Member of the Canadian Parliament for Peel
- In office 1954–1962
- Preceded by: Gordon Graydon
- Succeeded by: Bruce Beer

Personal details
- Born: February 15, 1921 Dixie, Ontario
- Died: October 3, 1985 (aged 64) Griffith Island, Ontario
- Party: Progressive Conservative
- Spouse: Mary Virginia Leuty
- Children: 5
- Profession: Lawyer
- Portfolio: Parliamentary Secretary to the Minister of Trade and Commerce (1959-1960) Parliamentary Secretary to the Prime Minister (1960-1962) Chief Government Whip (1959-1962)

= John Pallett =

Canadian politician

John Cameron Pallett (February 15, 1921 - October 3, 1985) was a Canadian lawyer and politician.

==Background==
Born in Dixie, Ontario, he was educated at University of Toronto, at which he got a B.A. in 1941. He served as a lieutenant in The Governor General's Horse Guards armoured reconnaissance division in England, France, Italy, Belgium, the Netherlands and Germany, from 1942 to 1945. He was awarded the 1939/1945 Star, the Italy Star, the France and Germany Star, and the Defence Medal. He was also awarded the Mentioned in Despatches medal for gallantry and distinguished service on the battlefield in Italy.

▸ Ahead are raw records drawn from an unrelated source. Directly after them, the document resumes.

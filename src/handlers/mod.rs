pub mod products;
pub mod routes_data;

use axum::{http::StatusCode, Json};
use serde_json::json;

pub async fn health() -> (StatusCode, Json<serde_json::Value>) {
    (StatusCode::OK, Json(json!({ "ok": true })))
}
//! Account provisioning against the identity provider.
//!
//! The provider sits behind [`IdentityProvider`] so the workflows can run
//! against a mock in tests and the concrete backend (Cognito) can be swapped
//! without touching the CLI logic.

pub mod cognito;

use async_trait::async_trait;
use thiserror::Error;
use tracing::info;

#[derive(Debug, Error)]
pub enum ProvisionError {
    #[error("user '{0}' already exists")]
    UserExists(String),

    #[error("group '{0}' does not exist; create it in the identity provider first")]
    GroupNotFound(String),

    #[error("password does not meet the user pool's security requirements")]
    PasswordPolicy,

    #[error("authentication failed for '{username}': {reason}")]
    AuthFailed { username: String, reason: String },

    #[error("identity provider error: {0}")]
    Provider(String),
}

/// The four capabilities the provisioning CLIs need from an identity provider.
#[async_trait]
pub trait IdentityProvider {
    /// Create an account with a temporary password and a pre-verified email.
    /// No welcome message is sent.
    async fn create_user(
        &self,
        username: &str,
        temporary_password: &str,
        email: &str,
    ) -> Result<(), ProvisionError>;

    /// Promote the password to permanent so no reset challenge is pending.
    async fn set_permanent_password(
        &self,
        username: &str,
        password: &str,
    ) -> Result<(), ProvisionError>;

    async fn add_user_to_group(&self, username: &str, group: &str) -> Result<(), ProvisionError>;

    /// Authenticate and return an access token.
    async fn authenticate(&self, username: &str, password: &str)
        -> Result<String, ProvisionError>;
}

/// Create an account, make its password permanent, and place it in a group.
/// Each step is attempted once; the first failure aborts the rest.
pub async fn create_user_with_group(
    provider: &dyn IdentityProvider,
    username: &str,
    password: &str,
    email: &str,
    group: &str,
) -> Result<(), ProvisionError> {
    info!(%username, "Creating user");
    provider.create_user(username, password, email).await?;

    info!(%username, "Setting permanent password");
    provider.set_permanent_password(username, password).await?;

    info!(%username, %group, "Adding user to group");
    provider.add_user_to_group(username, group).await?;

    Ok(())
}

/// Authenticate and render a ready-to-run curl command with the bearer token,
/// for manual testing against the deployed API.
pub async fn curl_snippet(
    provider: &dyn IdentityProvider,
    username: &str,
    password: &str,
    url: &str,
) -> Result<String, ProvisionError> {
    let token = provider.authenticate(username, password).await?;

    Ok(format!(
        "# curl command for user: {username}\n\
         curl -H \"Authorization: Bearer {token}\" \\\n\
         \x20    -H \"X-Test-IP: 190.14.255.110\" \\\n\
         \x20    -H \"Content-Type: application/json\" \\\n\
         \x20    -X POST \\\n\
         \x20    -d '{{\"vendor_id\":\"v1\",\"period\":\"trimestral\",\"start_date\":\"2025-01-01\",\"end_date\":\"2025-03-31\"}}' \\\n\
         \x20    {url}"
    ))
}

#[cfg(test)]
mod tests {
    use super::*;
    use std::collections::HashSet;
    use std::sync::Mutex;

    /// In-memory provider that tracks usernames and records every mutating
    /// call, so tests can assert what ran and in what order.
    #[derive(Default)]
    struct MockProvider {
        users: Mutex<HashSet<String>>,
        known_groups: Vec<String>,
        calls: Mutex<Vec<String>>,
    }

    impl MockProvider {
        fn with_groups(groups: &[&str]) -> Self {
            Self {
                known_groups: groups.iter().map(|g| g.to_string()).collect(),
                ..Default::default()
            }
        }

        fn log(&self, call: impl Into<String>) {
            self.calls.lock().unwrap().push(call.into());
        }

        fn calls(&self) -> Vec<String> {
            self.calls.lock().unwrap().clone()
        }
    }

    #[async_trait]
    impl IdentityProvider for MockProvider {
        async fn create_user(
            &self,
            username: &str,
            _temporary_password: &str,
            _email: &str,
        ) -> Result<(), ProvisionError> {
            self.log(format!("create_user:{username}"));
            let mut users = self.users.lock().unwrap();
            if !users.insert(username.to_string()) {
                return Err(ProvisionError::UserExists(username.to_string()));
            }
            Ok(())
        }

        async fn set_permanent_password(
            &self,
            username: &str,
            _password: &str,
        ) -> Result<(), ProvisionError> {
            self.log(format!("set_password:{username}"));
            Ok(())
        }

        async fn add_user_to_group(
            &self,
            username: &str,
            group: &str,
        ) -> Result<(), ProvisionError> {
            self.log(format!("add_to_group:{username}:{group}"));
            if !self.known_groups.iter().any(|g| g == group) {
                return Err(ProvisionError::GroupNotFound(group.to_string()));
            }
            Ok(())
        }

        async fn authenticate(
            &self,
            username: &str,
            _password: &str,
        ) -> Result<String, ProvisionError> {
            if self.users.lock().unwrap().contains(username) {
                Ok(format!("token-for-{username}"))
            } else {
                Err(ProvisionError::AuthFailed {
                    username: username.to_string(),
                    reason: "unknown user".to_string(),
                })
            }
        }
    }

    #[tokio::test]
    async fn create_user_with_group_runs_all_three_steps() {
        let provider = MockProvider::with_groups(&["clientes"]);
        create_user_with_group(&provider, "cliente.pedro", "P@ss123!", "p@x.com", "clientes")
            .await
            .unwrap();

        assert_eq!(
            provider.calls(),
            vec![
                "create_user:cliente.pedro",
                "set_password:cliente.pedro",
                "add_to_group:cliente.pedro:clientes",
            ]
        );
    }

    #[tokio::test]
    async fn duplicate_username_aborts_before_any_further_mutation() {
        let provider = MockProvider::with_groups(&["clientes"]);
        create_user_with_group(&provider, "cliente.pedro", "P@ss123!", "p@x.com", "clientes")
            .await
            .unwrap();

        let err =
            create_user_with_group(&provider, "cliente.pedro", "P@ss123!", "p@x.com", "clientes")
                .await
                .unwrap_err();
        assert!(matches!(err, ProvisionError::UserExists(u) if u == "cliente.pedro"));

        // Second run must stop at the failed create: exactly one extra call.
        assert_eq!(provider.calls().len(), 4);
        assert_eq!(provider.calls()[3], "create_user:cliente.pedro");
    }

    #[tokio::test]
    async fn unknown_group_is_classified() {
        let provider = MockProvider::with_groups(&[]);
        let err = create_user_with_group(&provider, "u", "P@ss123!", "u@x.com", "ghosts")
            .await
            .unwrap_err();
        assert!(matches!(err, ProvisionError::GroupNotFound(g) if g == "ghosts"));
    }

    #[tokio::test]
    async fn curl_snippet_embeds_the_token_and_url() {
        let provider = MockProvider::with_groups(&["clientes"]);
        provider
            .create_user("cliente.pedro", "P@ss123!", "p@x.com")
            .await
            .unwrap();

        let snippet = curl_snippet(
            &provider,
            "cliente.pedro",
            "P@ss123!",
            "https://api.example.com/reports/sales-report",
        )
        .await
        .unwrap();

        assert!(snippet.contains("Bearer token-for-cliente.pedro"));
        assert!(snippet.contains("https://api.example.com/reports/sales-report"));
        assert!(snippet.starts_with("# curl command for user: cliente.pedro"));
    }

    #[tokio::test]
    async fn curl_snippet_surfaces_auth_failure() {
        let provider = MockProvider::default();
        let err = curl_snippet(&provider, "nobody", "pw", "https://x").await.unwrap_err();
        assert!(matches!(err, ProvisionError::AuthFailed { .. }));
    }
}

He then attended Osgoode Hall Law School, graduating with a Bachelor of Laws in 1947. He founded Pallett & Pallett law firm in 1948; subsequently Pallett Valo, Mississauga. He also served as a Bencher of the Law Society of Upper Canada. He was married to Mary Virginia Leuty and had five children: James McCormack, Megan Jane, Bruce Cameron, Drew Malcolm and Wesley Newman (July 21, 1962 to March 4, 1974).

He was the Chairman of the Mississauga Hospital Board of Directors; Chairman of the Mississauga Hospital Foundation Board of Directors; President of Port Credit Lions Club; President of Credit Valley Golf Club; President of Dixie Curling Club; Director of Griffith Island Club.

He died on Griffith Island in the Georgian Bay area in 1985.

==Politics==
Pallett was a Member of Parliament of Canada from 1954 to 1962; Parliamentary Secretary to the Prime Minister of Canada; Chief Government Whip and leader of the Canadian NATO delegation to Europe in 1959.